The S3 has a 250GB drive and a SATA port to enable expansion via an external drive. You'll get TONS more space with the S3 than you would with the 160GB QIP6416 model Verizon Fios offers.


----------



## pdhenry (Feb 28, 2005)

Since the box has an IR remote the IR blasters will do the trick for you (assuming the TiVo has the codes - but it would be unusual for it not to).

Just curious (it'll be years before it's here, I'm sure) - what is Verizon charging for the FIOS "triple play"?


----------



## bkdtv (Jan 9, 2003)

> Just curious (it'll be years before it's here, I'm sure) - what is Verizon charging for the FIOS "triple play"?


Verizon FiOS is $79.90 for 200 digital channels and 5Mbps Internet (with 2Mbps upstream). That includes the cost of a SD box if you subscribe for a year, but does not include the cost of the HDTV DVR, which is $12.99/mo. In some markets, the 5Mbps Internet plan has been upgraded to 10Mbps and the 15Mbps plan has been upgraded to 20Mbps, at no extra charge.

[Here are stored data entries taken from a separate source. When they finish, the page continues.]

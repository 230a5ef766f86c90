// Copyright 2026 the Weblayer Authors
// SPDX-License-Identifier: Apache-2.0 OR MIT

//! Flat canvas presentation.
//!
//! Shows each attached layer as a `<canvas>` holding its current texture,
//! placed with a CSS `matrix3d()` derived from the layer's world pose. Meant
//! for inspecting a layer tree without a 3D scene; a real scene integration
//! implements [`Presenter`] over its own meshes the same way.

use std::collections::HashMap;

use wasm_bindgen::{Clamped, JsCast as _};
use web_sys::{CanvasRenderingContext2d, HtmlCanvasElement, HtmlElement, ImageData};

use weblayer_core::FrameChanges;
use weblayer_core::backend::Presenter;
use weblayer_core::layer::{LayerId, LayerStore};
use weblayer_core::raster::PixelBuffer;
use weblayer_core::transform::Transform3d;

use crate::element::WebElement;

/// Maps layers to `<canvas>` children of a container, applying incremental
/// updates from [`FrameChanges`].
///
/// World space is centred on the container: the container should be
/// positioned (`position: relative` or similar) and sized like the root
/// element. `pixel_size` must match
/// [`WebLayerConfig::pixel_size`](weblayer_core::WebLayerConfig::pixel_size).
pub struct CanvasPresenter {
    container: HtmlElement,
    pixel_size: f64,
    canvases: HashMap<LayerId, HtmlCanvasElement>,
}

impl core::fmt::Debug for CanvasPresenter {
    fn fmt(&self, f: &mut core::fmt::Formatter<'_>) -> core::fmt::Result {
        f.debug_struct("CanvasPresenter")
            .field("container", &"HtmlElement")
            .field("pixel_size", &self.pixel_size)
            .field("canvases", &self.canvases.len())
            .finish()
    }
}

impl CanvasPresenter {
    /// Creates a presenter that manages child elements of `container`.
    #[must_use]
    pub fn new(container: HtmlElement, pixel_size: f64) -> Self {
        Self {
            container,
            pixel_size,
            canvases: HashMap::new(),
        }
    }

    /// Returns a reference to the container element.
    #[must_use]
    pub fn container(&self) -> &HtmlElement {
        &self.container
    }

    /// Returns the canvas showing `id`, if any.
    #[must_use]
    pub fn canvas(&self, id: LayerId) -> Option<&HtmlCanvasElement> {
        self.canvases.get(&id)
    }

    fn create_canvas(&self) -> Option<HtmlCanvasElement> {
        let doc = self.container.owner_document()?;
        let canvas: HtmlCanvasElement = doc.create_element("canvas").ok()?.dyn_into().ok()?;
        let s = canvas.style();
        // A 1px square centred in the container; the transform stretches it
        // over the layer box.
        let _ = s.set_property("position", "absolute");
        let _ = s.set_property("left", "calc(50% - 0.5px)");
        let _ = s.set_property("top", "calc(50% - 0.5px)");
        let _ = s.set_property("width", "1px");
        let _ = s.set_property("height", "1px");
        let _ = s.set_property("transform-origin", "50% 50%");
        let _ = s.set_property("pointer-events", "none");
        self.container.append_child(&canvas).ok()?;
        Some(canvas)
    }
}

impl Presenter<WebElement> for CanvasPresenter {
    fn apply(&mut self, store: &LayerStore<WebElement>, changes: &FrameChanges) {
        // 1. Removals
        for id in &changes.removed {
            if let Some(canvas) = self.canvases.remove(id) {
                canvas.remove();
            }
        }

        // 2. Additions
        for &id in &changes.added {
            if self.canvases.contains_key(&id) {
                continue;
            }
            if let Some(canvas) = self.create_canvas() {
                self.canvases.insert(id, canvas);
            }
        }

        // 3. Everything new or changed, from current content.
        let touched = changes
            .added
            .iter()
            .chain(&changes.poses)
            .chain(&changes.opacities)
            .chain(&changes.content);
        for &id in touched {
            let Some(canvas) = self.canvases.get(&id) else {
                continue;
            };
            let Some(content) = store.get(id).and_then(|node| node.content()) else {
                continue;
            };
            let s = canvas.style();
            apply_css_transform(canvas, &world_to_css(content.transform, self.pixel_size));
            let _ = s.set_property("opacity", &format!("{}", content.opacity));
            if changes.added.contains(&id) || changes.content.contains(&id) {
                match content.texture {
                    Some(buffer) => draw_texture(canvas, &buffer),
                    None => {
                        canvas.set_width(0);
                        canvas.set_height(0);
                    }
                }
            }
        }

        // 4. Topology reorder: parents below children.
        if changes.topology_changed {
            for id in store.traverse() {
                if let Some(canvas) = self.canvases.get(&id) {
                    // DOM re-append moves an existing child, reordering it.
                    let _ = self.container.append_child(canvas);
                }
            }
        }
    }
}

/// Copies RGBA pixels into the canvas backing store.
fn draw_texture(canvas: &HtmlCanvasElement, buffer: &PixelBuffer) {
    canvas.set_width(buffer.width);
    canvas.set_height(buffer.height);
    let Some(ctx) = canvas
        .get_context("2d")
        .ok()
        .flatten()
        .and_then(|ctx| ctx.dyn_into::<CanvasRenderingContext2d>().ok())
    else {
        return;
    };
    match ImageData::new_with_u8_clamped_array_and_sh(
        Clamped(&buffer.data[..]),
        buffer.width,
        buffer.height,
    ) {
        Ok(image) => {
            let _ = ctx.put_image_data(&image, 0.0, 0.0);
        }
        Err(err) => tracing::debug!(?err, "texture upload rejected"),
    }
}

/// Converts a world transform to CSS pixels, flipping y to point down.
fn world_to_css(world: Transform3d, pixel_size: f64) -> Transform3d {
    let inv = 1.0 / pixel_size;
    Transform3d::from_scale(inv, -inv, inv) * world
}

/// Formats a transform as a CSS `matrix3d()` value.
fn css_matrix3d(xf: &Transform3d) -> String {
    let c0 = xf.col(0);
    let c1 = xf.col(1);
    let c2 = xf.col(2);
    let c3 = xf.col(3);

    format!(
        "matrix3d({},{},{},{},{},{},{},{},{},{},{},{},{},{},{},{})",
        c0[0],
        c0[1],
        c0[2],
        c0[3],
        c1[0],
        c1[1],
        c1[2],
        c1[3],
        c2[0],
        c2[1],
        c2[2],
        c2[3],
        c3[0],
        c3[1],
        c3[2],
        c3[3],
    )
}

fn apply_css_transform(el: &HtmlCanvasElement, xf: &Transform3d) {
    let _ = el.style().set_property("transform", &css_matrix3d(xf));
}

Verizon Voicewing phone service is $19.95/mo for 500 minutes or $24.95 for unlimited minutes, but you get $5.00 off for Triple Play. Hence, the "triple play" price for 200 digital channels, 5Mbps Internet (with 2Mbps upstream), and 500 minute phone service is $94.85/mo. With unlimited phone service, its $99.95/mo.

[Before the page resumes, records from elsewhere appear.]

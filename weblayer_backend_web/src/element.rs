// Copyright 2026 the Weblayer Authors
// SPDX-License-Identifier: Apache-2.0 OR MIT

//! [`Element`] over `web_sys::HtmlElement`.
//!
//! Every operation goes straight to the DOM. Calls the browser rejects (an
//! invalid attribute name, a hierarchy error) are logged and ignored, so the
//! engine never sees a JS exception.

use kurbo::Rect;
use wasm_bindgen::JsCast as _;
use web_sys::{HtmlElement, HtmlInputElement, HtmlSelectElement, HtmlTextAreaElement, Node};

use weblayer_core::dom::{Element, FormState};

/// A handle to a live or cloned HTML element.
///
/// Equality is node identity. Non-HTML children (SVG, MathML) are not
/// reported by [`children`](Element::children) and cannot be boundaries.
#[derive(Clone, Debug, PartialEq, Eq)]
pub struct WebElement(HtmlElement);

impl WebElement {
    /// Wraps an element.
    #[must_use]
    pub fn new(element: HtmlElement) -> Self {
        Self(element)
    }

    /// The wrapped element.
    #[must_use]
    pub fn as_html(&self) -> &HtmlElement {
        &self.0
    }

    /// Wraps `node` if it is an HTML element.
    #[must_use]
    pub fn from_node(node: &Node) -> Option<Self> {
        node.dyn_ref::<HtmlElement>().cloned().map(Self)
    }

    fn text_nodes(&self) -> Vec<Node> {
        let nodes = self.0.child_nodes();
        (0..nodes.length())
            .filter_map(|i| nodes.item(i))
            .filter(|node| node.node_type() == Node::TEXT_NODE)
            .collect()
    }
}

impl From<HtmlElement> for WebElement {
    fn from(element: HtmlElement) -> Self {
        Self(element)
    }
}

impl Element for WebElement {
    fn attribute(&self, name: &str) -> Option<String> {
        self.0.get_attribute(name)
    }

    fn set_attribute(&self, name: &str, value: &str) {
        if let Err(err) = self.0.set_attribute(name, value) {
            tracing::debug!(name, ?err, "set_attribute rejected");
        }
    }

    fn remove_attribute(&self, name: &str) {
        if let Err(err) = self.0.remove_attribute(name) {
            tracing::debug!(name, ?err, "remove_attribute rejected");
        }
    }

    fn attributes(&self) -> Vec<(String, String)> {
        self.0
            .get_attribute_names()
            .iter()
            .filter_map(|name| name.as_string())
            .filter_map(|name| {
                let value = self.0.get_attribute(&name)?;
                Some((name, value))
            })
            .collect()
    }

    fn children(&self) -> Vec<Self> {
        let children = self.0.children();
        (0..children.length())
            .filter_map(|i| children.item(i))
            .filter_map(|el| el.dyn_into::<HtmlElement>().ok())
            .map(Self)
            .collect()
    }

    fn parent(&self) -> Option<Self> {
        self.0
            .parent_element()?
            .dyn_into::<HtmlElement>()
            .ok()
            .map(Self)
    }

    fn is_connected(&self) -> bool {
        self.0.is_connected()
    }

    fn bounding_rect(&self) -> Rect {
        let r = self.0.get_bounding_client_rect();
        Rect::new(r.x(), r.y(), r.x() + r.width(), r.y() + r.height())
    }

    fn add_class(&self, name: &str) {
        if let Err(err) = self.0.class_list().add_1(name) {
            tracing::debug!(name, ?err, "class add rejected");
        }
    }

    fn remove_class(&self, name: &str) {
        if let Err(err) = self.0.class_list().remove_1(name) {
            tracing::debug!(name, ?err, "class remove rejected");
        }
    }

    fn own_text(&self) -> String {
        self.text_nodes()
            .iter()
            .filter_map(Node::text_content)
            .collect()
    }

    fn set_own_text(&self, text: &str) {
        let mut existing = self.text_nodes().into_iter();
        match existing.next() {
            Some(first) => first.set_text_content(Some(text)),
            None => {
                let Some(document) = self.0.owner_document() else {
                    return;
                };
                let node = document.create_text_node(text);
                let before = self.0.first_child();
                if let Err(err) = self.0.insert_before(&node, before.as_ref()) {
                    tracing::debug!(?err, "text insertion rejected");
                }
            }
        }
        for rest in existing {
            let _ = self.0.remove_child(&rest);
        }
    }

    fn form_state(&self) -> Option<FormState> {
        if let Some(input) = self.0.dyn_ref::<HtmlInputElement>() {
            let checkable = matches!(input.type_().as_str(), "checkbox" | "radio");
            return Some(FormState {
                value: Some(input.value()),
                checked: checkable.then(|| input.checked()),
            });
        }
        if let Some(area) = self.0.dyn_ref::<HtmlTextAreaElement>() {
            return Some(FormState {
                value: Some(area.value()),
                checked: None,
            });
        }
        self.0
            .dyn_ref::<HtmlSelectElement>()
            .map(|select| FormState {
                value: Some(select.value()),
                checked: None,
            })
    }

    fn set_form_state(&self, state: &FormState) {
        if let Some(input) = self.0.dyn_ref::<HtmlInputElement>() {
            if let Some(value) = &state.value {
                input.set_value(value);
            }
            if let Some(checked) = state.checked {
                input.set_checked(checked);
            }
        } else if let Some(area) = self.0.dyn_ref::<HtmlTextAreaElement>() {
            if let Some(value) = &state.value {
                area.set_value(value);
            }
        } else if let Some(select) = self.0.dyn_ref::<HtmlSelectElement>()
            && let Some(value) = &state.value
        {
            select.set_value(value);
        }
    }

    fn append_child(&self, child: &Self) {
        if let Err(err) = self.0.append_child(&child.0) {
            tracing::debug!(?err, "append_child rejected");
        }
    }

    fn detach(&self) {
        self.0.remove();
    }
}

Verizon just introduced a multiroom software upgrade to the HDTV DVR which allows you to access its recordings on the non-DVR boxes, but they want $19.99/mo for that functionality. The DVR is still limited to 160Gb capacity; the box has a SATA port but it is non-functional.

You can see pics of the FiOS DVR software right here (broadband required).


----------



## ah30k (Jan 9, 2006)

bkdtv said:


> Verizon just introduced a multiroom software upgrade to the HDTV DVR which allows you to access its recordings on the non-DVR boxes, but they want $19.99/mo for that functionality.


The $19.99 includes the HD-DVR which costs $12.95 so the incremental cost of multi-room is around $7.


----------



## BriGuy20 (Aug 4, 2005)

Just wanted to be sure:

FiOS DOES indeed offer cable cards, right?


----------



## bkdtv (Jan 9, 2003)

> FiOS DOES indeed offer cable cards, right?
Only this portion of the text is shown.